The Taxes and Expenses Article in Agile EP establishes the default rules governing how debts, administration expenses, and estate taxes are handled at death in Washington estate plans. This includes the apportionment of federal estate tax and Washington estate tax, as well as the allocation of debts and administration expenses.
Because Washington imposes a separate estate tax with a significantly lower exemption than the federal system, estate tax apportionment analysis is often relevant even when no federal estate tax is due.
Why Tax Apportionment Requires Careful Review
Agile EP's taxes and expenses provisions create a structural default. They are not exhaustive and do not reflect every possible method of estate tax apportionment or expense allocation. Each client's plan must be reviewed in light of the client’s asset structure, beneficiary design, marital status, and tax exposure.
The issue is not whether estate tax is owed. The issue is who pays it.
Estate tax apportionment may produce unintended economic consequences when:
A significant proportion of wealth is held in retirement accounts or beneficiary-designated assets.

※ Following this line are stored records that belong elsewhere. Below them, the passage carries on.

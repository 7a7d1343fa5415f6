//! The world contract: everything the generation step fixes about a game
//! before play begins.

use std::collections::BTreeMap;

use serde::{Deserialize, Serialize};

/// Whether a higher value of a stat is favorable or unfavorable.
///
/// Used only to frame how a stat is displayed; the engine never interprets
/// stat values numerically.
#[derive(Debug, Clone, Copy, PartialEq, Eq, Default, Serialize, Deserialize)]
#[serde(rename_all = "lowercase")]
pub enum Polarity {
    /// Higher is better.
    #[default]
    Good,
    /// Lower is better.
    Bad,
}

/// The descriptive contract for a generated world.
///
/// Immutable once generation completes. `win_conditions` and
/// `lose_conditions` are shown to the model on every turn but must never be
/// disclosed verbatim to the player.
#[derive(Debug, Clone, PartialEq, Default, Serialize, Deserialize)]
pub struct World {
    /// Display title of the world.
    #[serde(default)]
    pub title: String,
    /// Short filesystem-safe identifier, used for auto-saves.
    #[serde(default)]
    pub short_name: String,
    /// Long prose description of the world.
    #[serde(default)]
    pub description: String,
    /// Kinds of actions a player can sensibly take here.
    #[serde(default)]
    pub possibilities: Vec<String>,
    /// Free-text description of what the state fields mean.
    #[serde(default)]
    pub state_schema: String,
    /// Stat key to human-readable display name.
    #[serde(default)]
    pub stat_display_names: BTreeMap<String, String>,
    /// Stat key to display polarity.
    #[serde(default)]
    pub stat_polarity: BTreeMap<String, Polarity>,
    /// How the player wins. Model-only; never narrated verbatim.
    #[serde(default)]
    pub win_conditions: String,
    /// How the player loses. Model-only; never narrated verbatim.
    #[serde(default)]
    pub lose_conditions: String,
}

impl World {
    /// Human-readable name for a stat key, falling back to the key itself.
    pub fn display_name<'a>(&'a self, key: &'a str) -> &'a str {
        self.stat_display_names
            .get(key)
            .map(String::as_str)
            .unwrap_or(key)
    }

    /// Display polarity for a stat key. Unlisted keys read as [`Polarity::Good`].
    pub fn polarity(&self, key: &str) -> Polarity {
        self.stat_polarity.get(key).copied().unwrap_or_default()
    }
}

#[cfg(test)]
mod tests {
    use super::*;

    #[test]
    fn display_name_falls_back_to_key() {
        let mut world = World::default();
        world
            .stat_display_names
            .insert("health".to_string(), "Hull Integrity".to_string());
        assert_eq!(world.display_name("health"), "Hull Integrity");
        assert_eq!(world.display_name("sanity"), "sanity");
    }

    #[test]
    fn polarity_defaults_to_good() {
        let mut world = World::default();
        world.stat_polarity.insert("dread".to_string(), Polarity::Bad);
        assert_eq!(world.polarity("dread"), Polarity::Bad);
        assert_eq!(world.polarity("health"), Polarity::Good);
    }

    #[test]
    fn deserializes_with_missing_fields() {
        let world: World = serde_yaml::from_str("title: Test\n").unwrap();
        assert_eq!(world.title, "Test");
        assert!(world.possibilities.is_empty());
        assert!(world.stat_polarity.is_empty());
    }

    #[test]
    fn polarity_parses_lowercase() {
        let world: World =
            serde_yaml::from_str("stat_polarity:\n  health: good\n  dread: bad\n").unwrap();
        assert_eq!(world.polarity("health"), Polarity::Good);
        assert_eq!(world.polarity("dread"), Polarity::Bad);
    }
}
//! Terminal UI for Taleweaver: a state machine over hint entry, loading,
//! play, quit confirmation, and error display, driven by a single event
//! channel.
//!
//! The controller ([`app::App`]) is the sole owner and mutator of the active
//! session. Model calls run as spawned tasks that feed exactly one
//! completion event back into the channel, so state mutations keep a strict
//! total order. Rendering lives in [`ui`] and never touches state.

/// The interactive controller state machine.
pub mod app;
/// Environment and flag configuration.
pub mod config;
/// Pure directive parsing for `/`-prefixed input.
pub mod directive;
/// The event type and the terminal input pump.
pub mod event;
/// Display-log lines and side-effect formatting.
pub mod log;
/// Narration markup styling (bold nouns, quoted dialogue).
pub mod markup;
/// Terminal setup, teardown, and the main loop.
pub mod terminal;
/// Rendering for every screen.
pub mod ui;
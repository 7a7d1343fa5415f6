//! Display-log lines and side-effect summaries.

use std::collections::BTreeMap;

use tw_model::World;

/// Visual style of a display-log line.
#[derive(Debug, Clone, Copy, PartialEq, Eq)]
pub enum LogStyle {
    /// The player's own echoed action ("> " prefix).
    Player,
    /// Narrated game text (bold/dialogue markup applied).
    Narration,
    /// A derived side-effect summary after a turn.
    SideEffect,
    /// System messages (saves, restarts, game end).
    System,
    /// Inline errors shown in the log.
    Error,
}

/// One entry in the display log. May span multiple lines of text.
#[derive(Debug, Clone, PartialEq, Eq)]
pub struct LogLine {
    /// Visual style of this entry.
    pub style: LogStyle,
    /// The text content.
    pub text: String,
}

impl LogLine {
    /// Convenience constructor.
    pub fn new(style: LogStyle, text: impl Into<String>) -> Self {
        Self {
            style,
            text: text.into(),
        }
    }
}

/// Format a turn's reported changes as one summary line, mapped through the
/// world's display names and sorted for stable output.
pub fn format_side_effects(world: &World, changes: &BTreeMap<String, String>) -> String {
    let mut parts: Vec<String> = changes
        .iter()
        .map(|(key, change)| format!("{}: {change}", world.display_name(key)))
        .collect();
    parts.sort();
    format!("Effects: {}", parts.join(", "))
}

#[cfg(test)]
mod tests {
    use super::*;

    #[test]
    fn side_effects_use_display_names_sorted() {
        let mut world = World::default();
        world
            .stat_display_names
            .insert("dread".to_string(), "Creeping Dread".to_string());

        let mut changes = BTreeMap::new();
        changes.insert("health".to_string(), "-10".to_string());
        changes.insert("dread".to_string(), "rising".to_string());

        assert_eq!(
            format_side_effects(&world, &changes),
            "Effects: Creeping Dread: rising, health: -10"
        );
    }
}
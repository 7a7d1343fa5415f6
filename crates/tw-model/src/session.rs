//! The session aggregate: one world, its state, history, and locations.

use std::collections::BTreeMap;

use serde::{Deserialize, Serialize};

use crate::history::GameHistory;
use crate::location::Location;
use crate::state::GameState;
use crate::world::World;

/// A complete in-memory game.
///
/// Created only by world generation or by loading a persisted save; mutated
/// only by the turn protocol. Discarding an unsaved session (restart, quit)
/// is expected behavior, not a fault.
#[derive(Debug, Clone, PartialEq, Default, Serialize, Deserialize)]
pub struct GameSession {
    /// The immutable world contract.
    #[serde(default)]
    pub world: World,
    /// The current mutable state.
    #[serde(default)]
    pub state: GameState,
    /// Turn history and summary.
    #[serde(default)]
    pub history: GameHistory,
    /// Discovered locations keyed by name. Sorted iteration keeps prompt
    /// and display output deterministic.
    #[serde(default)]
    pub locations: BTreeMap<String, Location>,
}

impl GameSession {
    /// Insert or overwrite a discovered location.
    ///
    /// Locations with an empty name are ignored: the protocol inserts
    /// discoveries before the state update that references them, and a
    /// nameless location can never be referenced.
    pub fn insert_location(&mut self, location: Location) {
        if !location.name.is_empty() {
            self.locations.insert(location.name.clone(), location);
        }
    }

    /// Whether the current location, if set, is a known location key.
    pub fn current_location_known(&self) -> bool {
        self.state.current_location.is_empty()
            || self.locations.contains_key(&self.state.current_location)
    }
}
//! Narration markup: `**bold**` nouns and `"quoted"` dialogue, as the
//! generation prompt instructs the model to write them.

use ratatui::prelude::*;

/// Split narration text into styled lines.
///
/// `**` toggles bold; double quotes mark dialogue (the quotes themselves are
/// kept and styled with the dialogue). Styling state carries across line
/// breaks within one block of narration.
pub fn narration_lines(text: &str, base: Style) -> Vec<Line<'static>> {
    let dialogue = base.fg(Color::Green).add_modifier(Modifier::ITALIC);

    let mut lines = Vec::new();
    let mut spans: Vec<Span<'static>> = Vec::new();
    let mut buf = String::new();
    let mut bold = false;
    let mut quoted = false;

    let style_for = |bold: bool, quoted: bool| {
        let style = if quoted { dialogue } else { base };
        if bold {
            style.add_modifier(Modifier::BOLD)
        } else {
            style
        }
    };

    let mut chars = text.chars().peekable();
    while let Some(c) = chars.next() {
        match c {
            '*' if chars.peek() == Some(&'*') => {
                chars.next();
                flush(&mut spans, &mut buf, style_for(bold, quoted));
                bold = !bold;
            }
            '"' => {
                if quoted {
                    buf.push('"');
                    flush(&mut spans, &mut buf, style_for(bold, true));
                    quoted = false;
                } else {
                    flush(&mut spans, &mut buf, style_for(bold, false));
                    quoted = true;
                    buf.push('"');
                }
            }
            '\n' => {
                flush(&mut spans, &mut buf, style_for(bold, quoted));
                lines.push(Line::from(std::mem::take(&mut spans)));
            }
            _ => buf.push(c),
        }
    }
    flush(&mut spans, &mut buf, style_for(bold, quoted));
    lines.push(Line::from(spans));
    lines
}

fn flush(spans: &mut Vec<Span<'static>>, buf: &mut String, style: Style) {
    if !buf.is_empty() {
        spans.push(Span::styled(std::mem::take(buf), style));
    }
}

The residuary beneficiaries differ from non-probate beneficiaries.
There is a blended family.
Probate assets pass to a spouse, but retirement assets pass to children.

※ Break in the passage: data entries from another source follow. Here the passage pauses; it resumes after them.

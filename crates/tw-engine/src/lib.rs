//! Turn protocol for Taleweaver: prompt rendering, the generation
//! collaborator, reply parsing, and history compaction.
//!
//! The contract with the model is carried entirely in prompt text and
//! enforced by parsing replies as YAML documents. The engine never partially
//! mutates a session: replies are parsed in full before anything is applied.

/// The generation collaborator trait and the Gemini-backed client.
pub mod client;
/// The game engine: world generation, turn processing, summarization.
pub mod engine;
/// Error types for engine operations.
pub mod error;
/// Prompt rendering.
pub mod prompt;
/// Reply documents and parsing.
pub mod reply;

/// Re-export client types.
pub use client::{DEFAULT_MODEL, GeminiClient, TextGenerator};
/// Re-export the engine.
pub use engine::{GameEngine, RETAIN_RECENT, SUMMARIZE_FLOOR, SUMMARIZE_THRESHOLD, TurnReport};
/// Re-export error types.
pub use error::{EngineError, EngineResult};
//! End-to-end controller scenario against a scripted generator: hint entry
//! through world generation, one resolved turn, and the auto-saves between.

use std::collections::VecDeque;
use std::path::Path;
use std::sync::{Arc, Mutex};
use std::time::Duration;

use async_trait::async_trait;
use tempfile::TempDir;
use tokio::sync::mpsc::{self, UnboundedReceiver};

use tw_engine::{EngineResult, GameEngine, TextGenerator};
use tw_store::{SAVE_VERSION, SaveStore};
use tw_tui::app::{App, Screen};
use tw_tui::event::AppEvent;
use tw_tui::log::LogStyle;

struct Script {
    replies: Mutex<VecDeque<String>>,
}

#[async_trait]
impl TextGenerator for Script {
    async fn generate(&self, _prompt: &str) -> EngineResult<String> {
        Ok(self
            .replies
            .lock()
            .unwrap()
            .pop_front()
            .expect("script exhausted"))
    }
}

const WORLD_YAML: &str = "\
world:
  title: The Hollow Light
  short_name: hollow-light
  description: |
    A lighthouse at the end of a drowned causeway. The **lamp** has been
    dark for three nights.
  possibilities:
    - explore the lighthouse
    - talk to the keeper
  state_schema: health and progress toward relighting the lamp
  stat_display_names:
    health: Health
    progress: Progress
  win_conditions: Relight the lamp before the fourth night
  lose_conditions: Drown on the causeway
initial_location:
  name: Shore
  description: Wet sand and old rope.
  people: []
  objects: [rowboat]
state:
  inventory: [matches]
  current_location: Shore
  health: \"100\"
  progress: 0%
";

const TURN_YAML: &str = "\
outcome: |
  You climb to the lamp room and touch a match to the wick. The **lamp**
  blazes. \"About time,\" mutters the keeper.
status: PLAYING
discovered_location:
  name: Lamp Room
  description: Glass on three sides, salt on all of them.
  people: [the keeper]
  objects: [the great lamp]
changes:
  progress: the lamp is lit
state:
  inventory: [matches]
  current_location: Lamp Room
  health: \"100\"
  progress: 80%
";

fn harness(replies: &[&str]) -> (App, UnboundedReceiver<AppEvent>, SaveStore, TempDir) {
    let dir = TempDir::new().unwrap();
    let (tx, rx) = mpsc::unbounded_channel();
    let script = Arc::new(Script {
        replies: Mutex::new(replies.iter().map(|r| r.to_string()).collect()),
    });
    let engine = GameEngine::new(script);
    let store = SaveStore::new(dir.path());
    let app = App::new(engine, store.clone(), tx);
    (app, rx, store, dir)
}

fn submit(app: &mut App, text: &str) {
    app.input = text.to_string();
    app.cursor = app.input.len();
    app.submit();
}

/// Feed completion events into the controller until `done` holds.
async fn pump_until(
    app: &mut App,
    rx: &mut UnboundedReceiver<AppEvent>,
    done: impl Fn(&App) -> bool,
) {
    while !done(app) {
        let event = tokio::time::timeout(Duration::from_secs(5), rx.recv())
            .await
            .expect("timed out waiting for a completion event")
            .expect("event channel closed");
        app.handle_event(event);
    }
}

fn autosave_exists(root: &Path) -> bool {
    root.join("hollow-light").join("version.yaml").is_file()
}

#[tokio::test]
async fn hint_to_turn_to_autosave() {
    let (mut app, mut rx, store, dir) = harness(&[WORLD_YAML, TURN_YAML]);
    assert_eq!(app.screen, Screen::HintEntry);

    // Hint submission kicks off generation.
    submit(&mut app, "haunted lighthouse");
    assert_eq!(app.screen, Screen::Loading);

    pump_until(&mut app, &mut rx, |app| app.screen == Screen::Playing).await;
    let session = app.session.as_ref().unwrap();
    assert_eq!(session.world.title, "The Hollow Light");
    assert!(session.locations.contains_key("Shore"));
    assert!(app.log.iter().any(|l| l.text.contains("drowned causeway")));

    // The fresh world is auto-saved under its slug, with a version marker.
    pump_until(&mut app, &mut rx, |_| autosave_exists(dir.path())).await;
    let marker =
        std::fs::read_to_string(dir.path().join("hollow-light").join("version.yaml")).unwrap();
    assert!(marker.contains(SAVE_VERSION));

    // One turn: echo first, then the narrated outcome and side effects.
    submit(&mut app, "light the lamp");
    assert!(app.turn_pending);
    assert_eq!(app.log.last().unwrap().style, LogStyle::Player);

    pump_until(&mut app, &mut rx, |app| !app.turn_pending).await;
    assert_eq!(app.screen, Screen::Playing);
    assert!(app.log.iter().any(|l| l.text.contains("blazes")));
    assert!(
        app.log
            .iter()
            .any(|l| l.style == LogStyle::SideEffect && l.text.contains("Progress"))
    );

    let session = app.session.as_ref().unwrap();
    assert_eq!(session.state.current_location, "Lamp Room");
    assert_eq!(session.state.progress, "80%");
    assert!(session.locations.contains_key("Lamp Room"));
    assert_eq!(session.history.entries.len(), 1);

    // The post-turn auto-save round-trips to the same session.
    pump_until(&mut app, &mut rx, |app| {
        store.load("hollow-light").is_ok_and(|saved| {
            Some(&saved) == app.session.as_ref()
        })
    })
    .await;
}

The residue includes charitable beneficiaries.
The probate estate lacks liquidity.
State estate tax apportionment statutes interact differently with federal recovery provisions.
In these circumstances, the tax burden can shift dramatically from one beneficiary class to another, undermining dispositive intent.
This article explains how Agile EP's default taxes and expenses provisions work.
Application to Trust-Based Plans
The provisions described in this article apply to both:
Will-based estate plans, and
Trust-based estate plans (whether using a joint revocable trust or separate revocable trusts).
The substantive tax apportionment analysis remains the same in either structure. The difference lies in where the applicable allocation provisions appear and which fiduciary is responsible for implementation.
In a trust-based plan:
The controlling provisions appear in the trust agreement.
The Trustee (and not the Personal Representative) is the primary fiduciary responsible for tax allocation and payment.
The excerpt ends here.